Instructions to follow: The answer is a stretch of the material below, returned exactly: the line containing "Static file routes", the line containing "let governor_conf = GovernorConfigBuilder::default()", and all lines between.
Provided information Start Marker
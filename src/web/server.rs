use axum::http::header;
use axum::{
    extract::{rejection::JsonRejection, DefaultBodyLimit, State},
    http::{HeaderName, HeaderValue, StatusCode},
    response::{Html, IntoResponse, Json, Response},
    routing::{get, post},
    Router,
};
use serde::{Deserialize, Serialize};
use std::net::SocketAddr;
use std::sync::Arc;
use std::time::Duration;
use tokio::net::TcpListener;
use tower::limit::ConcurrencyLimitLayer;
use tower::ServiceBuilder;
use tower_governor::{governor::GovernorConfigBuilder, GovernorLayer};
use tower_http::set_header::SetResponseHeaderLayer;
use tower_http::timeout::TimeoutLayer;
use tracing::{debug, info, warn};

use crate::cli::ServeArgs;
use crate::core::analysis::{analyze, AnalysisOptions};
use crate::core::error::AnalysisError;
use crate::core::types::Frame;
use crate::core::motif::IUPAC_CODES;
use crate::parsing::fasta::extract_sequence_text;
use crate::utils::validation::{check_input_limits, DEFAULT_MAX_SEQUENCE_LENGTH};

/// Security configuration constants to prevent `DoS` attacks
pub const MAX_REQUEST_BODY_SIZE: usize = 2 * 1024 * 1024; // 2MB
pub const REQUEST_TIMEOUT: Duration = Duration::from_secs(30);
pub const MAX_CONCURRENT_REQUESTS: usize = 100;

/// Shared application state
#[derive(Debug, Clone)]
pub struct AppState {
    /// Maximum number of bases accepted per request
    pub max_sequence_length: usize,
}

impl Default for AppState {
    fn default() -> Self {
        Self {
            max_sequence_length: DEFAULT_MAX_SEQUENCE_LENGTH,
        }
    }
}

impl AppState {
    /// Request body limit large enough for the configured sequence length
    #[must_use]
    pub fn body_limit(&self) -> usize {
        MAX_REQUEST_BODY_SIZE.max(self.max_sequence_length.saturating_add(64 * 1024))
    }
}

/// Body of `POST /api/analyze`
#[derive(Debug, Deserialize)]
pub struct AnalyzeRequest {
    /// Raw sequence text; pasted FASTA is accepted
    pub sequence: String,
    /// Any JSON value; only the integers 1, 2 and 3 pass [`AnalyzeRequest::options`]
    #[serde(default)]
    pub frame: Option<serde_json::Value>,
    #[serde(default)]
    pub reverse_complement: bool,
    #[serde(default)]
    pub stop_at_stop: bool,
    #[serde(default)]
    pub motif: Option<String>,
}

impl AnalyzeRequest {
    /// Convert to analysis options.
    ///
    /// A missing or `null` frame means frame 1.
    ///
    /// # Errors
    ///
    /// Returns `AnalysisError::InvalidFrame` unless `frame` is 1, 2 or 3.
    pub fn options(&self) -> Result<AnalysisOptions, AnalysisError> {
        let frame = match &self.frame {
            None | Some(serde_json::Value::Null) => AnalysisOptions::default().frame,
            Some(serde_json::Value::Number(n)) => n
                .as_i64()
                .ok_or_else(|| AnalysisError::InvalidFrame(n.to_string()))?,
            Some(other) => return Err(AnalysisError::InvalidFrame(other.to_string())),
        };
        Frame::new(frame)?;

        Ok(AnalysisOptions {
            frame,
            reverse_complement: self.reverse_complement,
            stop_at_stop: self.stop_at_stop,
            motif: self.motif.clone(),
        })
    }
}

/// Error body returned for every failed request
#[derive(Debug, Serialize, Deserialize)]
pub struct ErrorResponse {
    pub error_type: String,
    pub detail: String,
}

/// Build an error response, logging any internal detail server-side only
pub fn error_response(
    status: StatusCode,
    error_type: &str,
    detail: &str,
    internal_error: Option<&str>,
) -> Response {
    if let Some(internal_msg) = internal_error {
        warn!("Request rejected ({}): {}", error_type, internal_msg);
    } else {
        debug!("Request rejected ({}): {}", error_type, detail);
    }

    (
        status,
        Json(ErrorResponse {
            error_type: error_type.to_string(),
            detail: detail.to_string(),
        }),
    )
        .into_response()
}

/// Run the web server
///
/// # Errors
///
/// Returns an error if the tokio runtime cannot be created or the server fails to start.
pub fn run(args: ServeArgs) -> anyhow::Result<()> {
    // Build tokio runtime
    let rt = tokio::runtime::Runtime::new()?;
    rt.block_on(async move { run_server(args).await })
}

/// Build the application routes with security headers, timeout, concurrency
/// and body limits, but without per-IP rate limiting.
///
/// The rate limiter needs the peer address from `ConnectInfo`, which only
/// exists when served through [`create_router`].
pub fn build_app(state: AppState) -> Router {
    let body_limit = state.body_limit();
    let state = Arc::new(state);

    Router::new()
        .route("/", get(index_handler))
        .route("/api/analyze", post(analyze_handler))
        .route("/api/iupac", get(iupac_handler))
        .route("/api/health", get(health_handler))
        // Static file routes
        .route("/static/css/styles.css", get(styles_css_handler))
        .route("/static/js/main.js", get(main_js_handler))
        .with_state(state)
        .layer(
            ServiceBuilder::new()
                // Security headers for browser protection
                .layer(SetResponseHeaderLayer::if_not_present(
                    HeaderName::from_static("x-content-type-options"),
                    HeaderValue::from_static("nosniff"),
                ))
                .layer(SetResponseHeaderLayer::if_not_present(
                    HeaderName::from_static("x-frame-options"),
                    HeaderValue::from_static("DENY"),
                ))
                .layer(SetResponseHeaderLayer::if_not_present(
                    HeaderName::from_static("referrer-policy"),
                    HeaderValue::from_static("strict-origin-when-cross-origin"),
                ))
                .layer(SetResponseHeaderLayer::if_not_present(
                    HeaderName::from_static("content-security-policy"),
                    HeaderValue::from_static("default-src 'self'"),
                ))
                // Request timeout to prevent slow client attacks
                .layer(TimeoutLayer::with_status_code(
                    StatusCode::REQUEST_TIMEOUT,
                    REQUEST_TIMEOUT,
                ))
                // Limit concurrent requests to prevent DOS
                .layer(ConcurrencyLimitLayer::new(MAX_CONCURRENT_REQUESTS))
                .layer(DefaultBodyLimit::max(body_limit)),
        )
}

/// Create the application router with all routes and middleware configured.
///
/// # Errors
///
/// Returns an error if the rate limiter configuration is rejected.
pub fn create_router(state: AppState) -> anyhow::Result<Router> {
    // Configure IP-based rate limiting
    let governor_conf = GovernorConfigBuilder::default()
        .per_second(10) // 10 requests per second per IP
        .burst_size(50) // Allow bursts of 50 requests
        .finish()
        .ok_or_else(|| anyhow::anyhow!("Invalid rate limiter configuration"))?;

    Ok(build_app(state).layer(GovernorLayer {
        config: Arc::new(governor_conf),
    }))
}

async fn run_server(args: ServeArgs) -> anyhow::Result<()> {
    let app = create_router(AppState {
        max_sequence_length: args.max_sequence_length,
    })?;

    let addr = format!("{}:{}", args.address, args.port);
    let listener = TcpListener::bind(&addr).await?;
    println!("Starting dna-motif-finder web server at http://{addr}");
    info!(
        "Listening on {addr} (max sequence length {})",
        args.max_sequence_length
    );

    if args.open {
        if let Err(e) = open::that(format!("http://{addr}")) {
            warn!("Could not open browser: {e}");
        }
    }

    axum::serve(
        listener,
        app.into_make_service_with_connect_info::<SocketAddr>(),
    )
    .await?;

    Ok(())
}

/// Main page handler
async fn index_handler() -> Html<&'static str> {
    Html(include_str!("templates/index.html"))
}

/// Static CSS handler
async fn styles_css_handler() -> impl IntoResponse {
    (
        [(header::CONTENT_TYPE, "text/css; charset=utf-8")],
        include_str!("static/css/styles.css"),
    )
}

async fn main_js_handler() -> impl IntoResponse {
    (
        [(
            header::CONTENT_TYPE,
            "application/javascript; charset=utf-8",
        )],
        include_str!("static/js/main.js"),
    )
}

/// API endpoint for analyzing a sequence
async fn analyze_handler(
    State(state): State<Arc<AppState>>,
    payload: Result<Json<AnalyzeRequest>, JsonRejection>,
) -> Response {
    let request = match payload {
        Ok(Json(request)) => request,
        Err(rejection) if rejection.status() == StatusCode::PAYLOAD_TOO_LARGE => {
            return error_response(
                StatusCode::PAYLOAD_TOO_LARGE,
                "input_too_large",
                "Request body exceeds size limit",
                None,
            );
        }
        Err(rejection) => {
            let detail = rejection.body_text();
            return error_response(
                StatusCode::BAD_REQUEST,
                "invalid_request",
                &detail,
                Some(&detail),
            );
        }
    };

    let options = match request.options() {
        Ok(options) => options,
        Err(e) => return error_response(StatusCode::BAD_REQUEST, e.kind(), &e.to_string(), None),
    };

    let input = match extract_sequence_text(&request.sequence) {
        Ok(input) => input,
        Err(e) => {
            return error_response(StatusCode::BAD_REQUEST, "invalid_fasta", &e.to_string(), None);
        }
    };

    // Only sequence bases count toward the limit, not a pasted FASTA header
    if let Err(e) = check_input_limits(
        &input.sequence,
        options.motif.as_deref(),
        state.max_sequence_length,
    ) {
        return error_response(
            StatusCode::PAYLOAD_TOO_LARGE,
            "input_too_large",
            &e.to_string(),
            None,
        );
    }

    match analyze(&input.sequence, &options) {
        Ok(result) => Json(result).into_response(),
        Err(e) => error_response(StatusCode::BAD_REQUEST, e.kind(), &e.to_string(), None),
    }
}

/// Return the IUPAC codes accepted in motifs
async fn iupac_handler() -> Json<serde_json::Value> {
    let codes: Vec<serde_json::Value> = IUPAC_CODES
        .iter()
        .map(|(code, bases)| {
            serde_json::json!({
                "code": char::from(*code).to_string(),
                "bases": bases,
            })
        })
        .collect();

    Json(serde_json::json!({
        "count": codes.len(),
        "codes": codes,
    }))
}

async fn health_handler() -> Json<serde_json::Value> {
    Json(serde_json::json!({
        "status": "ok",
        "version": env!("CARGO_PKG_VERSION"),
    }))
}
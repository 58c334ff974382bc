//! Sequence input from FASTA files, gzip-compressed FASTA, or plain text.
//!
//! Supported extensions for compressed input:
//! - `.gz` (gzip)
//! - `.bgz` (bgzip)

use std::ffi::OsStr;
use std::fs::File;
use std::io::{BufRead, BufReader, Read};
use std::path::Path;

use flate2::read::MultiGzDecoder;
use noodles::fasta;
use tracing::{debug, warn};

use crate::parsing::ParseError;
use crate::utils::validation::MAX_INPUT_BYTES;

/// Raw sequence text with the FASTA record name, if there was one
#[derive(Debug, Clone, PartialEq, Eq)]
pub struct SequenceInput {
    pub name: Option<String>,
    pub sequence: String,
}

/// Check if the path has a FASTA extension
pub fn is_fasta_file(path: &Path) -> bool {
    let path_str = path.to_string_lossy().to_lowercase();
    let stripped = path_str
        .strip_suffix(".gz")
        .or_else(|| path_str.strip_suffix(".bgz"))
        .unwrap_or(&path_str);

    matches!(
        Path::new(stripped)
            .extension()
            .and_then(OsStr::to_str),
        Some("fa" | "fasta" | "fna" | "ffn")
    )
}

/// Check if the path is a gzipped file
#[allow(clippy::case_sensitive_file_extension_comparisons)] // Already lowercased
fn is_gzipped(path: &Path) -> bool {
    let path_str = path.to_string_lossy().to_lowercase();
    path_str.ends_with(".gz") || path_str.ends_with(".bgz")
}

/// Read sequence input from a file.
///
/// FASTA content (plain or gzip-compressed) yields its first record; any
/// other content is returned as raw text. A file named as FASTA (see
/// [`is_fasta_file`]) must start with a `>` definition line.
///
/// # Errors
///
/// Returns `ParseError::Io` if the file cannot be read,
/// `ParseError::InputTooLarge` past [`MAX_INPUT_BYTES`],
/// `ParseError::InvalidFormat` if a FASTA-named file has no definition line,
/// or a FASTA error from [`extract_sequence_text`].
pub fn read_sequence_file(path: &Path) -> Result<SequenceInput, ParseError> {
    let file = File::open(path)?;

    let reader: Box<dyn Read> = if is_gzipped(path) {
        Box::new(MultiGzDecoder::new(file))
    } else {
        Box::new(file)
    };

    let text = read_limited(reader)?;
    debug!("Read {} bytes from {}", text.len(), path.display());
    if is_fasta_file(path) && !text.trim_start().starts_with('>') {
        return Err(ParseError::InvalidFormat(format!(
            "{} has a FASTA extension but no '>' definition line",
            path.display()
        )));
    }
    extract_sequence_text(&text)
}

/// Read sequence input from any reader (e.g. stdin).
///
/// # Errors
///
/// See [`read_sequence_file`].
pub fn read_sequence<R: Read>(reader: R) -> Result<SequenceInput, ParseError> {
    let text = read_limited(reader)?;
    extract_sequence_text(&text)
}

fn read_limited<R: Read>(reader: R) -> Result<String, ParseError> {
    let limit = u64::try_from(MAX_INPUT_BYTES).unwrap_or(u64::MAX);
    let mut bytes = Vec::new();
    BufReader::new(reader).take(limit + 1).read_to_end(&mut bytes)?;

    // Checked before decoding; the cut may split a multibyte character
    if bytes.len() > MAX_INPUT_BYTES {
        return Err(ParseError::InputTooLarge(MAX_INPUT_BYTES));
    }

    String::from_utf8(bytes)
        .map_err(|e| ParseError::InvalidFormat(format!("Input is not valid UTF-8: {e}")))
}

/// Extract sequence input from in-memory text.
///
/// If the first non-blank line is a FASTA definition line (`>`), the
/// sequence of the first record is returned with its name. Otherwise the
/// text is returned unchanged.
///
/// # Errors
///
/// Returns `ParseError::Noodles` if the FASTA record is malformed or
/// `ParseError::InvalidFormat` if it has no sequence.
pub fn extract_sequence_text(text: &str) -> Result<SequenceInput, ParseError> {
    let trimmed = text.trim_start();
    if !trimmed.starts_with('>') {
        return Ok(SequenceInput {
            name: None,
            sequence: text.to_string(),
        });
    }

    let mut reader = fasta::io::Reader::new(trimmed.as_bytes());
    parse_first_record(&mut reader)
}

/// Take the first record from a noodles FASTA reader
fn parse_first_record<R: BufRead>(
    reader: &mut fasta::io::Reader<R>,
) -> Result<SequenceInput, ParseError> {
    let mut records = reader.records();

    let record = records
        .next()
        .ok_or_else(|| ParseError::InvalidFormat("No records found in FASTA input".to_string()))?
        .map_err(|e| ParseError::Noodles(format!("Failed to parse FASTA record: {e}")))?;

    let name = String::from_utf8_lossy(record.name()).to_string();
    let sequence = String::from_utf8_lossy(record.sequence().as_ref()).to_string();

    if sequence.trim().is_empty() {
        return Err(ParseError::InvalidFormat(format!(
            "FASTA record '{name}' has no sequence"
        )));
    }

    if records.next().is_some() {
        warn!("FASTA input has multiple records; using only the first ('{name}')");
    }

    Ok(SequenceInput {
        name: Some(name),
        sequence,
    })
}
Provided information End Marker
Worked solution:
        // Static file routes
        .route("/static/css/styles.css", get(styles_css_handler))
        .route("/static/js/main.js", get(main_js_handler))
        .with_state(state)
        .layer(
            ServiceBuilder::new()
                // Security headers for browser protection
                .layer(SetResponseHeaderLayer::if_not_present(
                    HeaderName::from_static("x-content-type-options"),
                    HeaderValue::from_static("nosniff"),
                ))
                .layer(SetResponseHeaderLayer::if_not_present(
                    HeaderName::from_static("x-frame-options"),
                    HeaderValue::from_static("DENY"),
                ))
                .layer(SetResponseHeaderLayer::if_not_present(
                    HeaderName::from_static("referrer-policy"),
                    HeaderValue::from_static("strict-origin-when-cross-origin"),
                ))
                .layer(SetResponseHeaderLayer::if_not_present(
                    HeaderName::from_static("content-security-policy"),
                    HeaderValue::from_static("default-src 'self'"),
                ))
                // Request timeout to prevent slow client attacks
                .layer(TimeoutLayer::with_status_code(
                    StatusCode::REQUEST_TIMEOUT,
                    REQUEST_TIMEOUT,
                ))
                // Limit concurrent requests to prevent DOS
                .layer(ConcurrencyLimitLayer::new(MAX_CONCURRENT_REQUESTS))
                .layer(DefaultBodyLimit::max(body_limit)),
        )
}

/// Create the application router with all routes and middleware configured.
///
/// # Errors
///
/// Returns an error if the rate limiter configuration is rejected.
pub fn create_router(state: AppState) -> anyhow::Result<Router> {
    // Configure IP-based rate limiting
    let governor_conf = GovernorConfigBuilder::default()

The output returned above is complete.